This tool presents a dataset maintained by the National Park Service containing all the Native American human remains and associated funerary objects that institutions have reported to the federal government under the Native American Graves Protection and Repatriation Act. The dataset includes information about the state and county where remains and objects were taken from, which institutions hold them and whether they have been made available for return to tribes.

The data is self-reported by institutions. The amount of unrepatriated Native American remains reported by institutions is a minimum estimate of individuals and institutions frequently adjust these numbers when they reinventory groups of remains. Some institutions that are subject to NAGPRA have also entirely failed to report the remains in their possession. As a result, the numbers provided are best taken as estimates. The actual number and geographic scope of what’s held by publicly funded institutions is larger than what is presently documented.

ProPublica supplemented this dataset with information about cultural affiliation and disposition to specific tribes by systematically parsing the text of Notices of Inventory Completion published in the Federal Register. An additional dataset from the Department of Housing and Urban Development, the Tribal Directory Assessment Tool, was used for the section on remains not made available for return from counties that each tribe has indicated interest in to the federal government.

Institution location and tribal headquarters location information was provided by National NAGPRA. The location of some groups that are not federally recognized was provided through research by ProPublica.

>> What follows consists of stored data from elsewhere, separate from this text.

//! Typed identifiers
//!
//! UUID-backed ids tagged with a marker type so a user id can never be passed
//! where an audit-log id is expected.

use std::fmt;
use std::marker::PhantomData;
use std::str::FromStr;

use thiserror::Error;
use uuid::Uuid;

/// Generic typed ID wrapper.
///
/// ```
/// use kernel::id::{Id, markers};
/// type UserId = Id<markers::User>;
/// let id: UserId = "7b0c9d3e-2f4a-4a0e-9a55-0d4f1f2c3b4a".parse().unwrap();
/// assert_eq!(id.to_string(), "7b0c9d3e-2f4a-4a0e-9a55-0d4f1f2c3b4a");
/// ```
pub struct Id<T> {
    value: Uuid,
    _marker: PhantomData<fn() -> T>,
}

/// Rejected textual id.
#[derive(Debug, Clone, PartialEq, Eq, Error)]
#[error("invalid identifier: {0}")]
pub struct IdParseError(String);

impl<T> Id<T> {
    /// Fresh random id (UUID v4).
    pub fn new() -> Self {
        Self::from_uuid(Uuid::new_v4())
    }

    pub fn from_uuid(uuid: Uuid) -> Self {
        Self {
            value: uuid,
            _marker: PhantomData,
        }
    }

    pub fn as_uuid(&self) -> &Uuid {
        &self.value
    }

    pub fn into_uuid(self) -> Uuid {
        self.value
    }
}

// Manual impls: derives would put bounds on the marker type.
impl<T> Clone for Id<T> {
    fn clone(&self) -> Self {
        *self
    }
}

impl<T> Copy for Id<T> {}

impl<T> PartialEq for Id<T> {
    fn eq(&self, other: &Self) -> bool {
        self.value == other.value
    }
}

impl<T> Eq for Id<T> {}

impl<T> std::hash::Hash for Id<T> {
    fn hash<H: std::hash::Hasher>(&self, state: &mut H) {
        self.value.hash(state);
    }
}

impl<T> Default for Id<T> {
    fn default() -> Self {
        Self::new()
    }
}

impl<T> fmt::Debug for Id<T> {
    fn fmt(&self, f: &mut fmt::Formatter<'_>) -> fmt::Result {
        write!(f, "Id({})", self.value)
    }
}

impl<T> fmt::Display for Id<T> {
    fn fmt(&self, f: &mut fmt::Formatter<'_>) -> fmt::Result {
        write!(f, "{}", self.value)
    }
}

impl<T> FromStr for Id<T> {
    type Err = IdParseError;

    fn from_str(s: &str) -> Result<Self, Self::Err> {
        Uuid::parse_str(s.trim())
            .map(Self::from_uuid)
            .map_err(|_| IdParseError(s.to_string()))
    }
}

impl<T> From<Uuid> for Id<T> {
    fn from(uuid: Uuid) -> Self {
        Self::from_uuid(uuid)
    }
}

impl<T> From<Id<T>> for Uuid {
    fn from(id: Id<T>) -> Self {
        id.value
    }
}

/// Marker types for entity ids
pub mod markers {
    pub struct User;

    pub struct AuditEntry;
}

pub type UserId = Id<markers::User>;
pub type AuditEntryId = Id<markers::AuditEntry>;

Institutions that are part of a larger entity are grouped. (For example, the Mesa Verde National Park is part of the U.S. Department of the Interior.)

Institutions that have not submitted information to the federal government are not listed. The Smithsonian Institution is not listed because its repatriation process falls under the National Museum of the American Indian Act and it is not required to publicly report its holdings with the same detail as institutions subject to NAGPRA.

If you work for an institution and would like to provide comment on your institution’s repatriation efforts, please email [email protected]. If you think the data is incorrect or have a data request, please get in touch. We are aware of some issues with the accuracy of location information and tribes mistakenly being identified for disposition of Native American remains in published notices.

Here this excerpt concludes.